Peter Murray-Rust wrote :


>

I suspect that the "most journals have no APCs " are in the long tail of the
distribution. If you correlate volume of articles against APC you will
resolve this.
>

To get a (much) more detailed description of the OA world, I use the works
of Walt Crawford, who did incredibly thorough studies of OA journals. Yes, I
know it’s not peer-reviewed research, but don’t let me start on this
(besides, I have reviewed a few papers on the subject for various journals,
and Walt’s work certainly meets the usual scientific standards).

Thus, according to his comprehensive study GOAJ2 - Gold Open Access Journals
2011-2016 (http://waltcrawford.name/goaj.html)

In 2016 :

1. Among the 8.4k journals listed in DOAJ and having published articles that
year, for a total of ~520k articles, 68 % of the journals, publishing 43% of
the articles, had no APCs.

2. The 700 largest (> 150 articles/y) journals (8% of total) published 280k
articles (54% of total).
    Among these, 220 journals (31%), publishing 63k articles (22%), had no
APCs.

3. The 7.7k smallest (< 150 articles/y) journals (92 % of total) published
240k articles (46% of total).
    Among these, 5.5k journals (72%), publishing 160k articles (67%) had no
APCs.

In brief, one can say that the “long tail” of small OA journals (92% of
total) published a little bit less than half of the articles, 2/3 of those
without APCs (compared to less than 1/4 for the large journals).

There is a wealth of information and data in Walt Crawford’s study that
allows the interested reader to explore issues like differences between
domains, publisher types, regions, etc.
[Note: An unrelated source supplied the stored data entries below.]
//! Causal DAG constructor
//!
//! Turns admitted claims into graph nodes and causal edges. Every edge goes
//! through the acyclicity check before it is committed; cross-layer edges
//! are additionally checked for compatible timing and flagged, not dropped,
//! when the effect appears to precede its cause.

use crate::{CausalGraph, DagConfig, DagError};
use retrodict_domain::{
    Assertion, AuditEvent, CausalEdge, Claim, EventId, EvidenceSummary, Flag,
    FlagSubject, GapType, NodeRef, ReasonCode, TimeDistribution, VoidReason, VoidRecord,
};
use std::collections::{BTreeMap, BTreeSet};

/// Outcome of applying a batch of claims to the graph
#[derive(Debug, Clone, Default)]
pub struct DagReport {
    /// Edges committed (or whose evidence changed), as (cause, effect)
    pub inserted: Vec<(NodeRef, NodeRef)>,
    /// Causal claims that produced no edge
    pub voids: Vec<VoidRecord>,
    /// Edges retained with a finding
    pub flags: Vec<Flag>,
    /// Audit entries for rejected and flagged edges
    pub audit: Vec<AuditEvent>,
}

impl DagReport {
    /// Nodes touched by committed edges
    pub fn touched_nodes(&self) -> BTreeSet<NodeRef> {
        self.inserted
            .iter()
            .flat_map(|(c, e)| [c.clone(), e.clone()])
            .collect()
    }

    /// Summary string
    pub fn summary(&self) -> String {
        format!(
            "{} edges committed, {} rejected, {} flagged",
            self.inserted.len(),
            self.voids.len(),
            self.flags.len()
        )
    }
}

/// Builds the causal DAG from admitted claims
pub struct DagConstructor {
    config: DagConfig,
}

impl DagConstructor {
    /// Create a new constructor
    pub fn new(config: DagConfig) -> Self {
        Self { config }
    }

    /// Create a constructor after validating the configuration
    pub fn try_new(config: DagConfig) -> Result<Self, DagError> {
        config.validate().map_err(DagError::Config)?;
        Ok(Self::new(config))
    }

    /// Create with the default configuration
    pub fn default_config() -> Self {
        Self::new(DagConfig::default())
    }

    /// Get the configuration
    pub fn config(&self) -> &DagConfig {
        &self.config
    }

    /// Insert a single edge
    ///
    /// Fails with [`DagError::TemporalParadox`] when the edge would create a
    /// path back to its cause; the graph is left unchanged.
    pub fn insert_edge(&self, graph: &mut CausalGraph, edge: CausalEdge) -> Result<(), DagError> {
        let (cause, effect) = (edge.cause.clone(), edge.effect.clone());
        match graph.try_add_edge(edge) {
            Ok(()) => {
                tracing::debug!("Committed edge {} -> {}", cause, effect);
                Ok(())
            }
            Err(e) => {
                tracing::warn!("Rejected edge {} -> {}: {}", cause, effect, e);
                Err(e)
            }
        }
    }

    /// Whether a cross-layer edge has incompatible timing
    ///
    /// Returns a description of the violation when the effect's earliest
    /// plausible time precedes the cause's latest plausible time by more
    /// than the configured slack.
    pub fn layer_violation(
        &self,
        cause_time: &TimeDistribution,
        effect_time: &TimeDistribution,
    ) -> Option<String> {
        let cause_latest = cause_time.quantile(self.config.latest_quantile);
        let effect_earliest = effect_time.quantile(self.config.earliest_quantile);
        if effect_earliest + self.config.cross_layer_slack_years < cause_latest {
            Some(format!(
                "effect earliest {:.1} precedes cause latest {:.1} beyond {} years of slack",
                effect_earliest, cause_latest, self.config.cross_layer_slack_years
            ))
        } else {
            None
        }
    }

    /// Apply admitted claims to the graph
    ///
    /// Existence claims create (or re-layer) nodes. Affirming causal claims
    /// become edges in the order given; denying claims never do. Claims
    /// already backing an edge are skipped, so re-applying a ledger is a
    /// no-op. `timing` supplies each event's prior for the cross-layer check.
    pub fn apply_claims<'a, I>(
        &self,
        graph: &mut CausalGraph,
        claims: I,
        timing: &BTreeMap<EventId, TimeDistribution>,
    ) -> DagReport
    where
        I: IntoIterator<Item = &'a Claim>,
    {
        let claims: Vec<&Claim> = claims.into_iter().filter(|c| c.is_active()).collect();
        let mut report = DagReport::default();

        // Step 1: Nodes from existence claims
        for claim in &claims {
            if let (Some(node), Some(layer)) =
                (claim.assertion.established_node(), claim.assertion.layer())
            {
                graph.ensure_node(node, layer);
            }
        }

        // Step 2: Edges from affirming causal claims
        for claim in claims.iter().filter(|c| c.assertion.is_affirmed_causal()) {
            let Assertion::Causal {
                cause,
                effect,
                weight,
                relation,
                ..
            } = &claim.assertion
            else {
                continue;
            };

            if let Some(existing) = graph.edge(cause, effect) {
                if existing.evidence.contains(&claim.id) {
                    continue;
                }
            }

            let (Some(cause_layer), Some(effect_layer)) = (graph.layer(cause), graph.layer(effect))
            else {
                let missing = if graph.contains(cause) { effect } else { cause };
                report.voids.push(self.void(
                    claim,
                    ReasonCode::InsufficientEvidence,
                    format!("no admitted existence claim for {}", missing),
                ));
                continue;
            };

            let mut edge = CausalEdge {
                cause: cause.clone(),
                effect: effect.clone(),
                weight: weight.clamp(0.0, 1.0),
                relation: *relation,
                evidence: BTreeSet::from([claim.id]),
                cross_layer: cause_layer != effect_layer,
                flags: Vec::new(),
            };
            if let Some(existing) = graph.edge(cause, effect) {
                edge.evidence.extend(existing.evidence.iter().copied());
                edge.weight = edge.weight.max(existing.weight);
            }

            // Step 3: Cross-layer timing check
            let violation = if edge.cross_layer {
                self.check_timing(cause, effect, timing)
            } else {
                None
            };
            if violation.is_some() {
                edge.flags.push(ReasonCode::LayerInconsistency);
            }

            // Step 4: Acyclicity check and commit
            match self.insert_edge(graph, edge) {
                Ok(()) => {
                    report.inserted.push((cause.clone(), effect.clone()));
                    if let Some(detail) = violation {
                        tracing::warn!("Layer inconsistency on {} -> {}: {}", cause, effect, detail);
                        report.flags.push(Flag {
                            subject: FlagSubject::Edge {
                                cause: cause.clone(),
                                effect: effect.clone(),
                            },
                            reason: ReasonCode::LayerInconsistency,
                            detail: detail.clone(),
                        });
                        report.audit.push(AuditEvent::Edge {
                            cause: cause.clone(),
                            effect: effect.clone(),
                            claim: claim.id,
                            reason: ReasonCode::LayerInconsistency,
                            retained: true,
                            detail,
                        });
                    }
                }
                Err(e) => {
                    let detail = e.to_string();
                    report.audit.push(AuditEvent::Edge {
                        cause: cause.clone(),
                        effect: effect.clone(),
                        claim: claim.id,
                        reason: ReasonCode::TemporalParadox,
                        retained: false,
                        detail: detail.clone(),
                    });
                    report
                        .voids
                        .push(self.void(claim, ReasonCode::TemporalParadox, detail));
                }
            }
        }

        tracing::info!("DAG construction: {}", report.summary());
        report
    }

    fn check_timing(
        &self,
        cause: &NodeRef,
        effect: &NodeRef,
        timing: &BTreeMap<EventId, TimeDistribution>,
    ) -> Option<String> {
        let cause_time = timing.get(cause.as_event()?)?;
        let effect_time = timing.get(effect.as_event()?)?;
        self.layer_violation(cause_time, effect_time)
    }

    fn void(&self, claim: &Claim, code: ReasonCode, detail: String) -> VoidRecord {
        VoidRecord {
            label: claim.label.clone(),
            key: claim.key(),
            reason: VoidReason::rejected(code),
            gap: GapType::Causal,
            evidence: EvidenceSummary {
                distinct_substrates: claim.distinct_substrates,
                strength: claim.strength,
                ..EvidenceSummary::default()
            },
            claim: Some(claim.id),
            detail,
        }
    }
}

impl Default for DagConstructor {
    fn default() -> Self {
        Self::default_config()
    }
}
And, in the spirit of open science,
the underlying data are available.

Marc Couture





De : goal-boun...@eprints.org [mailto:goal-boun...@eprints.org] De la part
de Peter Murray-Rust
Envoyé : 25 avril 2018 11:56
À : Global Open Access List (Successor of AmSci)
Objet : Re: [GOAL] North, South, and Open Access: The view from Egypt with
Mahmoud Khalifa



I agree with Ricky and Hilda that the "most journals charge no APCs" is
misleading. It's been around for years and has worried me. Assuming the
normal power-law distribution (https://en.wikipedia.org/wiki/Power_law) the
following are by statistical definition true:

* most journals have small volumes
* most papers are published in a few large volume journals

That's true regardless of whether they are Open Access or not.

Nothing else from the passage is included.